Sanità,
altri 700 miliardi
La Campania ne
avrà 12.100 ma deve fermare gli sprechi
La Regione ottiene nuovi fondi e dà impulso alla manovra per il risparmio su
farmaci e ricoveri
PATRIZIA CAPUA
La Campania è riuscita a ottenere la modifica dei criteri di
riparto dei fondi per la spesa sanitaria. Le regioni si sono impegnate a
rivedere i parametri e quella guidata da Antonio Bassolino non sarà più la
«cenerentola» del federalismo fiscale. In questa direzione, almeno,
nell'accordo StatoRegioni, firmato ieri a Palazzo Chigi, va l'aggiunta di
questo punto «politico», posta come conditio sine qua non alla firma
dell'intesa da parte della Campania stessa. La devolution che privilegia la
popolazione anziana, ora dovrà tenere conto di altri criteri, come il tasso di
natalità e l'indice di povertà. In questo modo, la Campania che rispetto ad
altre regioni, riceveva meno introiti per la spesa sanitaria, trova davanti a
sé un orizzonte meno fosco. E ciò vale anche per tutte le altre regioni del
Mezzogiorno.
Con questa correzione di rotta, spuntata dopo un anno di trattative, la Regione
sotto la presidenza di Bassolino, che per il 2001 ha ricevuto dallo Stato
11.400 miliardi, si aggiudica una dotazione finanziaria di altri 700 circa. «Ma
il riparto vero e proprio - chiarisce l'assessore alla Sanità, Teresa Armato -
avverrà tra settembre e ottobre, per ora quindi si possono fare solo sommarie
previsioni di nuovi introiti».
Una notte e un giorno attorno al tavolo per definire i contenuti dell'intesa
globale con il ministro per l'Economia, Giulio Tremonti, il ministro degli
Affari regionali, Enrico La Loggia, insieme al sottosegretario all'economia,
Giuseppe Vegas. Teresa Armato, affiancata da Norberto Cau, capoarea chiamato
come consulente esterno da Bassolino, ha chiuso con soddisfazione la faticosa
trasferta romana. Per il «patto di stabilità sanitario», sancito a breve da un
decreto legge, sono state chieste regole chiare e garanzie di tutela per le
regioni. Ticket e aumento delle tasse locali per quelle che «sforano»,
spendendo per la sanità più di quanto il Governo ha destinato loro. Dal 2002,
infatti, lo Stato non «tapperà più i buchi di bilancio» e i governatori
dovranno pagarsi da soli i deficit, ricorrendo a «strumenti di controllo della
domanda», come i ticket, o a nuove tasse, per esempio sull'addizionale Irpef.

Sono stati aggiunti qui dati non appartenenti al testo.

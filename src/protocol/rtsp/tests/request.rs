use crate::protocol::rtsp::{Method, RtspRequest};
use std::str::FromStr;

#[test]
fn test_request_encode_simple() {
    let request = RtspRequest::builder(Method::Options, "*")
        .cseq(1)
        .header("Apple-Challenge", "AAAA")
        .build();

    let encoded = String::from_utf8(request.encode()).unwrap();

    assert!(encoded.starts_with("OPTIONS * RTSP/1.0\r\n"));
    assert!(encoded.contains("CSeq: 1\r\n"));
    assert!(encoded.contains("Apple-Challenge: AAAA\r\n"));
    assert!(encoded.ends_with("\r\n\r\n"));
}

#[test]
fn test_request_encode_with_body() {
    let request = RtspRequest::builder(Method::SetParameter, "rtsp://example.com/1")
        .cseq(5)
        .content_type("text/parameters")
        .body("volume: -2.250000\r\n")
        .build();

    let encoded = String::from_utf8(request.encode()).unwrap();

    assert!(encoded.contains("Content-Type: text/parameters\r\n"));
    assert!(encoded.contains("Content-Length: 19\r\n"));
    assert!(encoded.ends_with("volume: -2.250000\r\n"));
    assert_eq!(request.body_text(), "volume: -2.250000\r\n");
}

#[test]
fn test_method_round_trip() {
    for method in Method::ALL {
        assert_eq!(Method::from_str(method.as_str()), Ok(method));
    }
    assert_eq!(Method::from_str("options"), Err(()));
    assert_eq!(Method::from_str("Announce"), Err(()));
    assert_eq!(Method::from_str("PLAY"), Err(()));
    assert_eq!(Method::from_str("POST"), Err(()));
}

#[test]
fn test_public_header() {
    assert_eq!(
        Method::public_header(),
        "ANNOUNCE, SETUP, RECORD, FLUSH, TEARDOWN, OPTIONS, GET_PARAMETER, SET_PARAMETER"
    );
}
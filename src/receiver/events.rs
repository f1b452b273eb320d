//! Receiver events for application integration

use bytes::Bytes;

use super::audio_pipeline::AudioStream;
use super::session::Metadata;

/// Events emitted by the receiver
///
/// Delivered in order on the channel returned by
/// [`AirTunesReceiver::take_events`](super::AirTunesReceiver::take_events).
#[derive(Debug)]
pub enum ReceiverEvent {
    /// Receiver is listening
    Started {
        /// Receiver name
        name: String,
        /// Listen port
        port: u16,
    },

    /// Receiver stopped
    Stopped,

    /// A client announced successfully; its decoded audio arrives on the stream
    ClientConnected(AudioStream),

    /// The connected client went away (teardown, socket close or timeout)
    ClientDisconnected,

    /// Sender display name from the announce body
    ClientNameChanged(String),

    /// Full metadata snapshot after a DMAP update
    MetadataChanged(Metadata),

    /// Raw artwork bytes
    ArtworkChanged(Bytes),

    /// Volume in dB, `-144.0` for mute
    VolumeChanged(f32),

    /// `progress` parameter, verbatim
    ProgressChanged(String),

    /// A request was refused in a way the application should know about
    Error {
        /// RTSP status sent back
        code: u16,
        /// Human readable reason
        message: String,
    },
}

impl ReceiverEvent {
    /// Short name for logging
    #[must_use]
    pub fn kind(&self) -> &'static str {
        match self {
            Self::Started { .. } => "started",
            Self::Stopped => "stopped",
            Self::ClientConnected(_) => "client_connected",
            Self::ClientDisconnected => "client_disconnected",
            Self::ClientNameChanged(_) => "client_name_changed",
            Self::MetadataChanged(_) => "metadata_changed",
            Self::ArtworkChanged(_) => "artwork_changed",
            Self::VolumeChanged(_) => "volume_changed",
            Self::ProgressChanged(_) => "progress_changed",
            Self::Error { .. } => "error",
        }
    }
}
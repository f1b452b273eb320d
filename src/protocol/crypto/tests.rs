mod aes;
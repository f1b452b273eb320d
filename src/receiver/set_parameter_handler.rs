//! SET_PARAMETER request routing

use bytes::Bytes;

use super::events::ReceiverEvent;
use super::session::Metadata;
use super::session_manager::{HandlerContext, HandlerResult};
use crate::protocol::daap;
use crate::protocol::rtsp::headers::content_types;
use crate::protocol::rtsp::{Method, ResponseBuilder, RtspRequest, StatusCode};

/// A parsed `text/parameters` line
#[derive(Debug, Clone, PartialEq)]
pub enum TextParameter {
    /// `volume: <dB>`
    Volume(f32),
    /// `progress: <start>/<current>/<end>`, verbatim
    Progress(String),
    /// Anything else
    Other(String, String),
}

impl TextParameter {
    /// Parse the first `key: value` line of a body
    ///
    /// Returns `None` if there is no colon or `volume` is not a number.
    #[must_use]
    pub fn parse(body: &str) -> Option<Self> {
        let line = body.lines().find(|l| !l.trim().is_empty())?;
        let (key, value) = line.split_once(':')?;
        let value = value.trim();

        Some(match key.trim() {
            "volume" => Self::Volume(value.parse().ok()?),
            "progress" => Self::Progress(value.to_string()),
            other => Self::Other(other.to_string(), value.to_string()),
        })
    }
}

pub(crate) fn handle_set_parameter(request: &RtspRequest, ctx: &mut HandlerContext<'_>) -> HandlerResult {
    ctx.require_connected(Method::SetParameter)?;

    let media_type = request.headers.media_type().unwrap_or_default();

    match media_type.as_str() {
        content_types::DMAP => {
            let tags = daap::decode(&request.body);
            tracing::debug!("Received metadata ({} tags)", tags.len());
            // a DMAP update replaces the whole snapshot
            let metadata = Metadata {
                tags,
                ..Metadata::default()
            };
            ctx.state.session.metadata = metadata.clone();
            ctx.emit(ReceiverEvent::MetadataChanged(metadata));
        }
        content_types::JPEG => {
            let artwork = Bytes::copy_from_slice(&request.body);
            tracing::debug!("Received artwork (length: {})", artwork.len());
            ctx.state.session.metadata.artwork = Some(artwork.clone());
            ctx.emit(ReceiverEvent::ArtworkChanged(artwork));
        }
        content_types::TEXT_PARAMETERS => {
            return Ok(apply_text_parameter(&request.body_text(), ctx));
        }
        content_types::NO_IMAGE => {
            tracing::trace!("Artwork cleared by sender");
        }
        other => {
            tracing::debug!("Uncaptured SET_PARAMETER ({}): {} bytes", other, request.body.len());
        }
    }

    Ok(ResponseBuilder::ok())
}

fn apply_text_parameter(body: &str, ctx: &mut HandlerContext<'_>) -> ResponseBuilder {
    let Some(parameter) = TextParameter::parse(body) else {
        tracing::warn!("Malformed text parameter: {}", body.trim());
        return ResponseBuilder::error(StatusCode::BAD_REQUEST);
    };

    let metadata = &mut ctx.state.session.metadata;
    match parameter {
        TextParameter::Volume(volume) => {
            tracing::debug!("Volume {}", volume);
            metadata.volume = Some(volume);
            ctx.emit(ReceiverEvent::VolumeChanged(volume));
        }
        TextParameter::Progress(progress) => {
            tracing::debug!("Progress {}", progress);
            metadata.progress = Some(progress.clone());
            ctx.emit(ReceiverEvent::ProgressChanged(progress));
        }
        TextParameter::Other(key, value) => {
            tracing::debug!("Ignoring text parameter {}: {}", key, value);
        }
    }
    ResponseBuilder::ok()
}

Spiega Armato: «Il governo si è impegnato a definire, con un provvedimento da
adottare entro il 30 novembre prossimo, i livelli essenziali di assistenza. I
ministeri della Sanità e dell'Economia e le Regioni attiveranno, poi, un tavolo
di monitoraggio sull'assistenza erogata e sulla spesa corrispondente prevista».
Autonomia sì, ma moderata. «Sempre in stretto contatto con il governo - piega
l'assessore - e un forte ancoraggio alle decisioni nazionali».
Ma la Campania, con una voragine di debiti che nel 2001 sfiorerà i 1600
miliardi, e si è sempre distinta per essere una regione spendacciona, sprecona,
se non truffaldina, ha già avviato una manovra finanziaria che tende a ridurre
la spesa di 580 miliardi. La campagna varata dall'assessore Armato per ridurre
il deficit (che per molti versi è dovuto alle truffe), è già partita sul
versante che riguarda i farmaci. Ai medici di base la Regione chiede di non
prescrivere più i costosi prodotti «spinti» dalle case farmaceutiche, ma di
limitarsi al «principio attivo». Ai medici l'invito a consigliare ai clienti
l'acquisto di prodotti che a parità di composizione chimica e efficacia
terapeutica, costano meno. Per contenere la spesa c'è anche il freno alle «pluriprescrizioni»,
massimo due pezzi per ogni ricetta presentata al banco. Ai primi di settembre,
poi, partirà la «dieta dimagrante» sul capitolo ricoveri e dayhospital. Una
politica del risparmio che ha già incontrato non poche resistenze tra i medici.